Comme nous le disions, le valentinisme est extrêmement complexe. Nous voudrions vous en donner une teinture. Et là nous éprouvons une certaine inquiétude parce que c'est un domaine que nous avons beaucoup étudié et qu'il est toujours très difficile, dans ce cas, de simplifier. Nous vous donnerons une notion générale de ce valentinisme pour ensuite nous arrêter plus particulièrement sur la christologie de Valentin qui est l'objet même de notre section.

Le grand mythe central des Valentiniens est l'épisode de Sophia. Sophie (sagesse) est le mot qui a donné le nom à la philo-sophie, et Sophia a bien des malheurs. Ceci est raconté dans La Grande Notice qui est un résumé de doctrines valentiniennes, probablement de Ptolémée. On trouve cette Notice dans le premier livre de l'Adversus Haereses d'Irénée, chez Hippolyte (en fait le pseudo-Hippolyte), chez Tertullien et dans les Extraits de Théodote de Clément d'Alexandrie qui date du début du IIIe siècle. Nous avons un schème à peu près semblable qui retrace ce que l'on pourrait appeler les premières choses du gnosticisme chrétien.

 

1°) Présentation générale du valentinisme.

a) La recherche du Père.

Sophia ChristLe principe général, pour Valentin, est la recherche de sa racine, le désir de connaître sa propre source, sa nature originelle. C'est la question de tout homme, mais en langage valentinien cela s'exprime volontiers dans l'expression : « voir le Père ».

Cette recherche du Père est décrite de façon mythique comme la première recherche archétypique, modèle de toutes les autres, qui fut faite par Sophie (la Sagesse) qui cherche à connaître sa nature. Mais elle ne peut pas voir le Père par ses propres ressources, de sa propre initiative. Elle s'étend indéfiniment, mais elle n'y parvient pas. Elle aurait été complètement absorbée et dissoute si Dieu ne l'avait pas confortée, ne l'avait pas affermie, et ne lui avait pas donné la connaissance par le don du Christos et du Pneuma (de l'Esprit-Saint).

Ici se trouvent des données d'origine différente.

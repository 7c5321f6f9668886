//! Content classification of resolved types

use std::fmt;

use serde::Serialize;

use super::model::{ContentModel, TypeDefinition};

/// What an element of a given type may contain
#[derive(Debug, Clone, Copy, PartialEq, Eq, Hash, Serialize)]
#[serde(rename_all = "camelCase")]
pub enum ContentKind {
    /// Nothing: no text, no child elements
    #[serde(rename = "none")]
    Empty,
    /// Text only
    Simple,
    /// Child elements only; whitespace between them is insignificant
    ElementOnly,
    /// Text interleaved with child elements
    Mixed,
}

impl ContentKind {
    /// The name used in inventory output
    pub fn as_str(&self) -> &'static str {
        match self {
            ContentKind::Empty => "none",
            ContentKind::Simple => "simple",
            ContentKind::ElementOnly => "elementOnly",
            ContentKind::Mixed => "mixed",
        }
    }
}

impl fmt::Display for ContentKind {
    fn fmt(&self, f: &mut fmt::Formatter<'_>) -> fmt::Result {
        f.write_str(self.as_str())
    }
}

/// Structural and content classification of a type
#[derive(Debug, Clone, Copy, PartialEq, Eq, Hash, Serialize)]
#[serde(rename_all = "camelCase")]
pub struct Classification {
    /// Whether the type is a simple type
    pub is_simple_type: bool,
    /// Content model category
    pub content_kind: ContentKind,
}

impl fmt::Display for Classification {
    fn fmt(&self, f: &mut fmt::Formatter<'_>) -> fmt::Result {
        let structure = if self.is_simple_type { "simple" } else { "complex" };
        write!(f, "{} {}", structure, self.content_kind)
    }
}

/// Classify a resolved type definition
pub fn classify(definition: &TypeDefinition) -> Classification {
    let (is_simple_type, content_kind) = match definition {
        TypeDefinition::Simple(_) => (true, ContentKind::Simple),
        TypeDefinition::Complex(complex_type) => {
            let kind = match &complex_type.content {
                ContentModel::Empty => ContentKind::Empty,
                ContentModel::Simple => ContentKind::Simple,
                ContentModel::ElementOnly(_) => ContentKind::ElementOnly,
                ContentModel::Mixed(_) => ContentKind::Mixed,
            };
            (false, kind)
        }
    };

    Classification {
        is_simple_type,
        content_kind,
    }
}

Nous retrouvons là ce que nous avons considéré comme l'élément tout premier de toute mystique de l'intelligence : l'opposition entre le geste d'Adam qui cherche à saisir, et l'accueil de la grâce en Jésus-Christ[12]. Nous retrouvons un élément d'authentique spiritualité chrétienne.

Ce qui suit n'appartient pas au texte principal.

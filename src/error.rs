//! Error types for xmlschema-inventory
//!
//! Fatal conditions are variants of [`Error`]. Conditions the analysis can
//! recover from are also raised as `Error` values by the component that detects
//! them, and turned into a [`Warning`](crate::warnings::Warning) by the caller
//! that decides to carry on.

use std::fmt;
use thiserror::Error;

use crate::namespaces::QName;

/// Result type alias using the crate [`Error`]
pub type Result<T> = std::result::Result<T, Error>;

/// Main error type for schema analysis
#[derive(Error, Debug)]
pub enum Error {
    /// The input is not well-formed markup, or not an XSD document at all
    #[error("malformed schema: {0}")]
    MalformedSchema(#[from] ParseError),

    /// A schema construct outside the supported scope
    #[error("unsupported construct: {0}")]
    UnsupportedConstruct(String),

    /// A cycle along the base-type derivation axis
    #[error("cyclic type derivation: {}", display_chain(.chain))]
    CyclicDerivation {
        /// The derivation path, ending with the type that closes the cycle
        chain: Vec<QName>,
    },

    /// A named type reference with no matching definition
    #[error("unresolved reference to type '{0}'")]
    UnresolvedReference(QName),

    /// Resource loading error
    #[error("resource error: {0}")]
    Resource(String),

    /// Namespace error
    #[error("namespace error: {0}")]
    Namespace(String),

    /// Limit exceeded error
    #[error("limit exceeded: {0}")]
    LimitExceeded(String),

    /// I/O error
    #[error("I/O error: {0}")]
    Io(#[from] std::io::Error),

    /// JSON serialization error
    #[error("JSON error: {0}")]
    Json(#[from] serde_json::Error),

    /// Notebook publishing error
    #[error("publish error: {0}")]
    Publish(String),
}

impl Error {
    /// Whether the analysis can record this error as a warning and go on
    pub fn is_recoverable(&self) -> bool {
        matches!(
            self,
            Error::UnsupportedConstruct(_) | Error::UnresolvedReference(_)
        )
    }
}

fn display_chain(chain: &[QName]) -> String {
    chain
        .iter()
        .map(|name| name.to_string())
        .collect::<Vec<_>>()
        .join(" -> ")
}

/// Markup parsing error
#[derive(Debug, Clone)]
pub struct ParseError {
    /// Error message
    pub message: String,
    /// Location in the schema source
    pub location: Option<String>,
    /// Schema source that caused the error
    pub source: Option<String>,
}

impl ParseError {
    /// Create a new parse error
    pub fn new(message: impl Into<String>) -> Self {
        Self {
            message: message.into(),
            location: None,
            source: None,
        }
    }

    /// Set the location
    pub fn with_location(mut self, location: impl Into<String>) -> Self {
        self.location = Some(location.into());
        self
    }

    /// Set the source
    pub fn with_source(mut self, source: impl Into<String>) -> Self {
        self.source = Some(source.into());
        self
    }
}

impl fmt::Display for ParseError {
    fn fmt(&self, f: &mut fmt::Formatter<'_>) -> fmt::Result {
        write!(f, "{}", self.message)?;

        if let Some(ref loc) = self.location {
            write!(f, " (at {})", loc)?;
        }

        if let Some(ref src) = self.source {
            write!(f, "\n\nSource:\n{}", src)?;
        }

        Ok(())
    }
}

impl std::error::Error for ParseError {}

b) Le discernement des esprits.

Cette recherche est ensuite, dans d'autres états du mythe, décrite dans le langage du tri ou du discernement. Les valentiniens de l'époque classique, achevée, distinguent trois natures, trois statuts d'être : le spirituel (pneumatique), le psychique, et le matériel (ou hylique), mais la matière (hulê) n'a pas le même sens qu'aujourd'hui

Au fond nous avons là trois zones qui correspondent à la distinction classique chez les Anciens en anthropologie, où l'homme est, comme chez Irénée, composé de pneuma, de psyché et de sôma (d'esprit, d'âme et de corps)[13]. Seulement, dans la pensée valentinienne, ces natures sont irréductibles les unes aux autres, il faut donc opérer une sorte de discernement des natures au sens où l'on parle du discernement des esprits – on pourrait d'ailleurs dire "discernement des esprits" car ce qui est appelé hylique ne correspond pas à notre notion de matière, par exemple les esprits mauvais sont hyliques – :

  • la première de ces natures, la nature pneumatique, peut se trouver dans un milieu étranger, comme c'est le cas du spirituel lorsqu'il se trouve en ce monde-ci, mais il n'a qu'à se retourner, se dégager, se délier ;
  • la nature hylique est au contraire nécessairement perdue, par nature ;
  • et l'élément psychique est un élément médian qui est capable soit d'être sauvé s'il s'unit à l'élément pneumatique, soit d'être perdu il s'unit à l'élément hylique.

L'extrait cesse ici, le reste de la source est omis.